So this is just a short piece from Fenris' POV following All That Remains, when he comes to speak to Hawke after her mother's death.
Of course everything belongs to Bioware and all the dialogue between Fenris and Hawke is pulled directly from one of the possible branches of dialogue in the game.
Words
Even as I left the decrepit old mansion I had been living in I was telling myself it was a mistake. It was not my place to go to her now; I gave up that right the night I left her bed. But it had been days since anyone had heard from her and I could not bear to keep away any longer, thinking of the pain she must be in. I had to do something, I had to try to-
What, offer her comfort? Promise her that everything would be alright, that, eventually, the hurt would stop? What did I know about acceptance?
No argument seemed sound enough to turn me back, not within sight of her door, not with something more foreign and primal urging me to be by her side.

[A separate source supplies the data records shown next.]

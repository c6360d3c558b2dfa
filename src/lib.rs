//! Arbre d'expression arithmétique
//!
//! Analyse d'expressions infixes (nombres, variables, `+ - * / ^`,
//! parenthèses) en arbre binaire, puis opérations sur cet arbre :
//! rendu infixe/postfixe, évaluation contre des affectations de variables,
//! inverse algébrique, collecte des variables, moyenne géométrique
//! symbolique.
//!
//! Tout est synchrone, sans E/S, et les arbres sont des valeurs immuables
//! après construction (copie profonde via `Clone`).

pub mod noyau;

pub use noyau::{analyser, ErreurExpr, Expr, Valeurs};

I barely registered the quiet attempts of the Dwarven manservant to bar me. Humble words telling me that his mistress would see no one today.
"She will see me." The words came out in a deep growl that made him, finally, move out of my path.
The driving certainty abandoned me at the last moment and I stood outside her door for a time trying to find words that would be adequate for her loss. It was not just her mother; she would be thinking of her father, her brother, her sister. They were all gone now, and I knew she would be feeling their losses as well, and feeling that it was somehow all her fault.
All the words in all the books ever written would not be adequate.
I drew a deep breath, as if steeling myself for battle. This would be so much harder; I knew how to fight, I did not know what I would find on the other side of that door.
I did not know if I could be what she needed right now, but I would try.
She did not react as I entered the room and if she had been any other woman I would have believed her completely unaware of my presence. She sat silent and still, her bright eyes staring blankly into the flames of the hearth.
"I don't know what to say but I am here."
I waited for her to demand I leave, to tell me I had no business intruding on her grief like this. Instead she glanced up at me with a broken desperation in her eyes that I had never seen there before.
"Just say something, anything."
For a moment speech was the one thing I was incapable of. Haltingly as a schoolboy I attempted to string together some thought, anything, to do as she bid me, "They say, 'death is only a journey'. Does that help?"
She looked down at her hands in her lap, "It just raises questions. Journey to where?"
I moved cautiously to sit beside her, uncomfortably aware of the space I placed between us.
"I don't know. It's just something people say. To be honest, I don't think there is much point in filling these moments with empty talk." As I said this, a tension seemed to leave her.
Somehow, those words seemed to be good enough.